* **Collected data**

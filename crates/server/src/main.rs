// Copyright (C) 2026 Fred Clausen
// Use of this source code is governed by an MIT-style
// license that can be found in the LICENSE file or at
// https://opensource.org/licenses/MIT.

#![deny(
    clippy::pedantic,
    clippy::cargo,
    clippy::nursery,
    clippy::style,
    clippy::correctness,
    clippy::all
)]
#![allow(clippy::multiple_crate_versions)]

use axum::{
    Json, Router,
    http::{StatusCode, header},
    response::{IntoResponse, Response},
    routing::{get, post},
};
use clap::Parser;
use leave_planner_api::{
    ApiError, ExportDocument, ListStylesResponse, OptimizeRequest, OptimizeResponse, export_csv,
    export_json, import_json, list_styles, optimize,
};
use serde::{Deserialize, Serialize};
use time::OffsetDateTime;
use tracing::{error, info};

/// Leave Planner Server - HTTP server for the leave planner
#[derive(Parser, Debug)]
#[command(author, version, about, long_about = None)]
struct Args {
    /// Address to bind the server to
    #[arg(long, default_value = "127.0.0.1")]
    host: String,

    /// Port to bind the server to
    #[arg(short, long, default_value_t = 3000)]
    port: u16,
}

/// Error response type.
#[derive(Debug, Clone, Serialize, Deserialize)]
struct ErrorResponse {
    /// Error indicator.
    error: bool,
    /// Error message.
    message: String,
}

/// HTTP error wrapper that implements `IntoResponse`.
struct HttpError {
    /// The HTTP status code.
    status: StatusCode,
    /// The error message.
    message: String,
}

impl IntoResponse for HttpError {
    fn into_response(self) -> Response {
        let body: Json<ErrorResponse> = Json(ErrorResponse {
            error: true,
            message: self.message,
        });
        (self.status, body).into_response()
    }
}

impl From<ApiError> for HttpError {
    fn from(err: ApiError) -> Self {
        match err {
            ApiError::DomainRuleViolation { .. } => Self {
                status: StatusCode::UNPROCESSABLE_ENTITY,
                message: err.to_string(),
            },
            ApiError::InvalidInput { .. } => Self {
                status: StatusCode::BAD_REQUEST,
                message: err.to_string(),
            },
            ApiError::Internal { .. } => {
                error!(error = %err, "Internal error");
                Self {
                    status: StatusCode::INTERNAL_SERVER_ERROR,
                    message: err.to_string(),
                }
            }
        }
    }
}

const JSON_DISPOSITION: &str = "attachment; filename=\"leave-plan.json\"";
const CSV_DISPOSITION: &str = "attachment; filename=\"leave-plan.csv\"";

/// Wraps an export body with its content type and download file name.
fn attachment(content_type: &'static str, disposition: &'static str, body: String) -> Response {
    (
        [
            (header::CONTENT_TYPE, content_type),
            (header::CONTENT_DISPOSITION, disposition),
        ],
        body,
    )
        .into_response()
}

/// Runs engine work on the blocking pool so it never stalls the executor.
async fn run_blocking<T, F>(work: F) -> Result<T, HttpError>
where
    F: FnOnce() -> Result<T, ApiError> + Send + 'static,
    T: Send + 'static,
{
    tokio::task::spawn_blocking(work)
        .await
        .map_err(|err| {
            error!(error = %err, "Engine task failed");
            HttpError {
                status: StatusCode::INTERNAL_SERVER_ERROR,
                message: format!("Engine task failed: {err}"),
            }
        })?
        .map_err(HttpError::from)
}

/// Handler for GET `/styles` endpoint.
///
/// Lists the selectable vacation styles.
#[allow(clippy::unused_async)]
async fn handle_list_styles() -> Json<ListStylesResponse> {
    info!("Handling list_styles request");
    Json(list_styles())
}

/// Handler for POST `/optimize` endpoint.
///
/// Computes a leave schedule for the request.
async fn handle_optimize(
    Json(req): Json<OptimizeRequest>,
) -> Result<Json<OptimizeResponse>, HttpError> {
    info!(
        budget = req.leave_days_budget,
        style = %req.style,
        start_date = %req.start_date,
        end_date = %req.end_date,
        "Handling optimize request"
    );

    let response: OptimizeResponse = run_blocking(move || optimize(&req)).await?;
    Ok(Json(response))
}

/// Handler for POST `/export/json` endpoint.
///
/// Computes the schedule and returns it with its request as a JSON document.
async fn handle_export_json(Json(req): Json<OptimizeRequest>) -> Result<Response, HttpError> {
    info!(style = %req.style, "Handling export_json request");

    let document: String = run_blocking(move || {
        let response: OptimizeResponse = optimize(&req)?;
        export_json(&req, &response, OffsetDateTime::now_utc())
    })
    .await?;
    Ok(attachment("application/json", JSON_DISPOSITION, document))
}

/// Handler for POST `/export/csv` endpoint.
///
/// Computes the schedule and returns it as CSV, one row per period.
async fn handle_export_csv(Json(req): Json<OptimizeRequest>) -> Result<Response, HttpError> {
    info!(style = %req.style, "Handling export_csv request");

    let csv: String = run_blocking(move || export_csv(&optimize(&req)?)).await?;
    Ok(attachment("text/csv; charset=utf-8", CSV_DISPOSITION, csv))
}

/// Handler for POST `/import` endpoint.
///
/// Accepts a saved export document and recomputes its schedule from the
/// embedded request.
async fn handle_import(body: String) -> Result<Json<OptimizeResponse>, HttpError> {
    info!(bytes = body.len(), "Handling import request");

    let response: OptimizeResponse = run_blocking(move || {
        let document: ExportDocument = import_json(&body)?;
        optimize(&document.plan)
    })
    .await?;
    Ok(Json(response))
}

/// Builds the application router.
fn build_router() -> Router {
    Router::new()
        .route("/styles", get(handle_list_styles))
        .route("/optimize", post(handle_optimize))
        .route("/export/json", post(handle_export_json))
        .route("/export/csv", post(handle_export_csv))
        .route("/import", post(handle_import))
}

#[tokio::main]
async fn main() -> Result<(), Box<dyn std::error::Error>> {
    // Parse command-line arguments
    let args: Args = Args::parse();

    // Initialize tracing
    tracing_subscriber::fmt()
        .with_env_filter(
            tracing_subscriber::EnvFilter::try_from_default_env()
                .unwrap_or_else(|_| tracing_subscriber::EnvFilter::new("info")),
        )
        .init();

    info!("Initializing Leave Planner Server");

    let app: Router = build_router();

    // Bind to address
    let addr: std::net::SocketAddr = format!("{}:{}", args.host, args.port).parse()?;
    info!("Server listening on {}", addr);

    // Run server
    let listener = tokio::net::TcpListener::bind(addr).await?;
    axum::serve(listener, app).await?;

    Ok(())
}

* **AIM OF THE TASK**
Repeat every line of the data word for word until you have repeated the line that contains "use clap::Parser;", which is the last one to include.

* **WRITTEN RESPONSE**
filename crates/server/src/main.rs
// Copyright (C) 2026 Fred Clausen
// Use of this source code is governed by an MIT-style
// license that can be found in the LICENSE file or at
// https://opensource.org/licenses/MIT.

#![deny(
    clippy::pedantic,
    clippy::cargo,
    clippy::nursery,
    clippy::style,
    clippy::correctness,
    clippy::all
)]
#![allow(clippy::multiple_crate_versions)]

use axum::{
    Json, Router,
    http::{StatusCode, header},
    response::{IntoResponse, Response},
    routing::{get, post},
};
use clap::Parser;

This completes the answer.